A faithful copy of all the data below, please; leave no line out.

---------------

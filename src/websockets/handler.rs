use async_trait::async_trait;
use axum::{
    extract::{State, WebSocketUpgrade},
    response::Response,
};
use serde::de::DeserializeOwned;
use std::sync::Arc;
use tokio::sync::mpsc;
use tracing::{debug, info, warn};
use uuid::Uuid;

use crate::room::{activity_tracker::ActivityTracker, repository::RoomRepository};
use crate::shared::AppState;
use crate::websockets::{
    connection_manager::ConnectionManager,
    errors::EventError,
    event_handlers::{shared::MessageBroadcaster, BugEventHandlers, PlayerEventHandlers, RoomEventHandlers},
    messages::{MessageType, WebSocketMessage},
};

use super::socket::{Connection, MessageHandler};

/// Event gateway: turns each inbound message into one registry call and its
/// broadcast. Failures go back privately to the sender.
pub struct WebsocketReceiveHandler {
    room_handlers: RoomEventHandlers,
    bug_handlers: BugEventHandlers,
    player_handlers: PlayerEventHandlers,
    connection_manager: Arc<dyn ConnectionManager>,
}

impl WebsocketReceiveHandler {
    pub fn new(
        room_repository: Arc<dyn RoomRepository>,
        connection_manager: Arc<dyn ConnectionManager>,
    ) -> Self {
        let activity_tracker = Arc::new(ActivityTracker::new(Arc::clone(&room_repository)));

        Self {
            room_handlers: RoomEventHandlers::new(
                Arc::clone(&room_repository),
                activity_tracker,
                Arc::clone(&connection_manager),
            ),
            bug_handlers: BugEventHandlers::new(
                Arc::clone(&room_repository),
                Arc::clone(&connection_manager),
            ),
            player_handlers: PlayerEventHandlers::new(
                Arc::clone(&room_repository),
                Arc::clone(&connection_manager),
            ),
            connection_manager,
        }
    }

    async fn dispatch(&self, connection_id: &str, message: WebSocketMessage) -> Result<(), EventError> {
        let event = message.message_type;
        match event {
            MessageType::JoinRoom => {
                self.room_handlers
                    .handle_join(connection_id, decode(&message)?)
                    .await
            }
            MessageType::LeaveRoom => {
                self.room_handlers
                    .handle_leave(connection_id, decode(&message)?)
                    .await
            }
            MessageType::Heartbeat => self.room_handlers.handle_heartbeat(decode(&message)?).await,
            MessageType::GameOver => self.room_handlers.handle_game_over(decode(&message)?).await,
            MessageType::RestartGame => self.room_handlers.handle_restart(decode(&message)?).await,
            MessageType::AddBug => self.bug_handlers.handle_add_bug(decode(&message)?).await,
            MessageType::KillBug => self.bug_handlers.handle_kill_bug(decode(&message)?).await,
            MessageType::UpdateBugHealth => {
                self.bug_handlers
                    .handle_update_bug_health(decode(&message)?)
                    .await
            }
            MessageType::PlayerMove => self.player_handlers.handle_move(decode(&message)?).await,
            MessageType::FireBullet => {
                self.player_handlers
                    .handle_fire_bullet(decode(&message)?)
                    .await
            }
            MessageType::UpdateBullets => {
                self.player_handlers
                    .handle_update_bullets(decode(&message)?)
                    .await
            }
            MessageType::JoinedRoom
            | MessageType::PlayerJoined
            | MessageType::PlayerLeft
            | MessageType::BugAdded
            | MessageType::BugKilled
            | MessageType::BugHealthUpdated
            | MessageType::PlayerMoved
            | MessageType::BulletFired
            | MessageType::BulletsUpdated
            | MessageType::GameRestarted
            | MessageType::Error => Err(EventError::UnsupportedEvent(event)),
        }
    }
}

fn decode<T: DeserializeOwned>(message: &WebSocketMessage) -> Result<T, EventError> {
    message
        .payload_as()
        .map_err(|e| EventError::invalid_payload(message.message_type, e.to_string()))
}

#[async_trait]
impl MessageHandler for WebsocketReceiveHandler {
    async fn handle_message(&self, connection_id: &str, message: String) {
        debug!(connection_id = %connection_id, message = %message, "Received message");

        let result = match serde_json::from_str::<WebSocketMessage>(&message) {
            Ok(ws_message) => self.dispatch(connection_id, ws_message).await,
            Err(e) => Err(EventError::MalformedMessage(e.to_string())),
        };

        if let Err(e) = result {
            debug!(connection_id = %connection_id, error = %e, "Rejected inbound event");
            MessageBroadcaster::send_error(&self.connection_manager, connection_id, e.to_string())
                .await;
        }
    }
}

/// WebSocket endpoint
/// GET /ws
pub async fn websocket_handler(ws: WebSocketUpgrade, State(app_state): State<AppState>) -> Response {
    ws.on_upgrade(move |socket| handle_websocket_connection(socket, app_state))
}

/// Handle the upgraded WebSocket connection
async fn handle_websocket_connection(socket: axum::extract::ws::WebSocket, app_state: AppState) {
    let connection_id = Uuid::new_v4().to_string();
    info!(connection_id = %connection_id, "WebSocket connection established");

    // Create the outbound channel (app -> client)
    let (outbound_sender, outbound_receiver) = mpsc::unbounded_channel::<String>();

    app_state
        .connection_manager
        .add_connection(connection_id.clone(), outbound_sender)
        .await;

    let connection = Connection::new(
        connection_id.clone(),
        Box::new(socket),
        outbound_receiver,
        app_state.receive_handler.clone(),
    );

    // Run the connection until disconnect
    match connection.run().await {
        Ok(()) => {
            info!(connection_id = %connection_id, "WebSocket connection closed cleanly");
        }
        Err(e) => {
            warn!(connection_id = %connection_id, error = ?e, "WebSocket connection error");
        }
    }

    // Players are not removed here; the sweeper evicts them once they go quiet.
    app_state
        .connection_manager
        .remove_connection(&connection_id)
        .await;
}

---------------

■ ANSWER FOR THE TASK:
filename src/websockets/handler.rs
use async_trait::async_trait;
use axum::{
    extract::{State, WebSocketUpgrade},
    response::Response,
};
use serde::de::DeserializeOwned;
use std::sync::Arc;
use tokio::sync::mpsc;
use tracing::{debug, info, warn};
use uuid::Uuid;

use crate::room::{activity_tracker::ActivityTracker, repository::RoomRepository};
use crate::shared::AppState;
use crate::websockets::{
    connection_manager::ConnectionManager,
    errors::EventError,
    event_handlers::{shared::MessageBroadcaster, BugEventHandlers, PlayerEventHandlers, RoomEventHandlers},
    messages::{MessageType, WebSocketMessage},
};

use super::socket::{Connection, MessageHandler};

/// Event gateway: turns each inbound message into one registry call and its
/// broadcast. Failures go back privately to the sender.
pub struct WebsocketReceiveHandler {
    room_handlers: RoomEventHandlers,
    bug_handlers: BugEventHandlers,
    player_handlers: PlayerEventHandlers,
    connection_manager: Arc<dyn ConnectionManager>,
}

impl WebsocketReceiveHandler {
    pub fn new(
        room_repository: Arc<dyn RoomRepository>,
        connection_manager: Arc<dyn ConnectionManager>,
    ) -> Self {
        let activity_tracker = Arc::new(ActivityTracker::new(Arc::clone(&room_repository)));

        Self {
            room_handlers: RoomEventHandlers::new(
                Arc::clone(&room_repository),
                activity_tracker,
                Arc::clone(&connection_manager),
            ),
            bug_handlers: BugEventHandlers::new(
                Arc::clone(&room_repository),
                Arc::clone(&connection_manager),
            ),
            player_handlers: PlayerEventHandlers::new(
                Arc::clone(&room_repository),
                Arc::clone(&connection_manager),
            ),
            connection_manager,
        }
    }

    async fn dispatch(&self, connection_id: &str, message: WebSocketMessage) -> Result<(), EventError> {
        let event = message.message_type;
        match event {
            MessageType::JoinRoom => {
                self.room_handlers
                    .handle_join(connection_id, decode(&message)?)
                    .await
            }
            MessageType::LeaveRoom => {
                self.room_handlers
                    .handle_leave(connection_id, decode(&message)?)
                    .await
            }
            MessageType::Heartbeat => self.room_handlers.handle_heartbeat(decode(&message)?).await,
            MessageType::GameOver => self.room_handlers.handle_game_over(decode(&message)?).await,
            MessageType::RestartGame => self.room_handlers.handle_restart(decode(&message)?).await,
            MessageType::AddBug => self.bug_handlers.handle_add_bug(decode(&message)?).await,
            MessageType::KillBug => self.bug_handlers.handle_kill_bug(decode(&message)?).await,
            MessageType::UpdateBugHealth => {
                self.bug_handlers
                    .handle_update_bug_health(decode(&message)?)
                    .await
            }
            MessageType::PlayerMove => self.player_handlers.handle_move(decode(&message)?).await,
            MessageType::FireBullet => {
                self.player_handlers
                    .handle_fire_bullet(decode(&message)?)
                    .await
            }
            MessageType::UpdateBullets => {
                self.player_handlers
                    .handle_update_bullets(decode(&message)?)
                    .await
            }
            MessageType::JoinedRoom
            | MessageType::PlayerJoined
            | MessageType::PlayerLeft
            | MessageType::BugAdded
            | MessageType::BugKilled
            | MessageType::BugHealthUpdated
            | MessageType::PlayerMoved
            | MessageType::BulletFired
            | MessageType::BulletsUpdated
            | MessageType::GameRestarted
            | MessageType::Error => Err(EventError::UnsupportedEvent(event)),
        }
    }
}

fn decode<T: DeserializeOwned>(message: &WebSocketMessage) -> Result<T, EventError> {
    message
        .payload_as()
        .map_err(|e| EventError::invalid_payload(message.message_type, e.to_string()))
}

#[async_trait]
impl MessageHandler for WebsocketReceiveHandler {
    async fn handle_message(&self, connection_id: &str, message: String) {
        debug!(connection_id = %connection_id, message = %message, "Received message");

        let result = match serde_json::from_str::<WebSocketMessage>(&message) {
            Ok(ws_message) => self.dispatch(connection_id, ws_message).await,
            Err(e) => Err(EventError::MalformedMessage(e.to_string())),
        };

        if let Err(e) = result {
            debug!(connection_id = %connection_id, error = %e, "Rejected inbound event");
            MessageBroadcaster::send_error(&self.connection_manager, connection_id, e.to_string())
                .await;
        }
    }
}

/// WebSocket endpoint
/// GET /ws
pub async fn websocket_handler(ws: WebSocketUpgrade, State(app_state): State<AppState>) -> Response {
    ws.on_upgrade(move |socket| handle_websocket_connection(socket, app_state))
}

/// Handle the upgraded WebSocket connection
async fn handle_websocket_connection(socket: axum::extract::ws::WebSocket, app_state: AppState) {
    let connection_id = Uuid::new_v4().to_string();
    info!(connection_id = %connection_id, "WebSocket connection established");

    // Create the outbound channel (app -> client)
    let (outbound_sender, outbound_receiver) = mpsc::unbounded_channel::<String>();

    app_state
        .connection_manager
        .add_connection(connection_id.clone(), outbound_sender)
        .await;

    let connection = Connection::new(
        connection_id.clone(),
        Box::new(socket),
        outbound_receiver,
        app_state.receive_handler.clone(),
    );

    // Run the connection until disconnect
    match connection.run().await {
        Ok(()) => {
            info!(connection_id = %connection_id, "WebSocket connection closed cleanly");
        }
        Err(e) => {
            warn!(connection_id = %connection_id, error = ?e, "WebSocket connection error");
        }
    }

    // Players are not removed here; the sweeper evicts them once they go quiet.
    app_state
        .connection_manager
        .remove_connection(&connection_id)
        .await;
}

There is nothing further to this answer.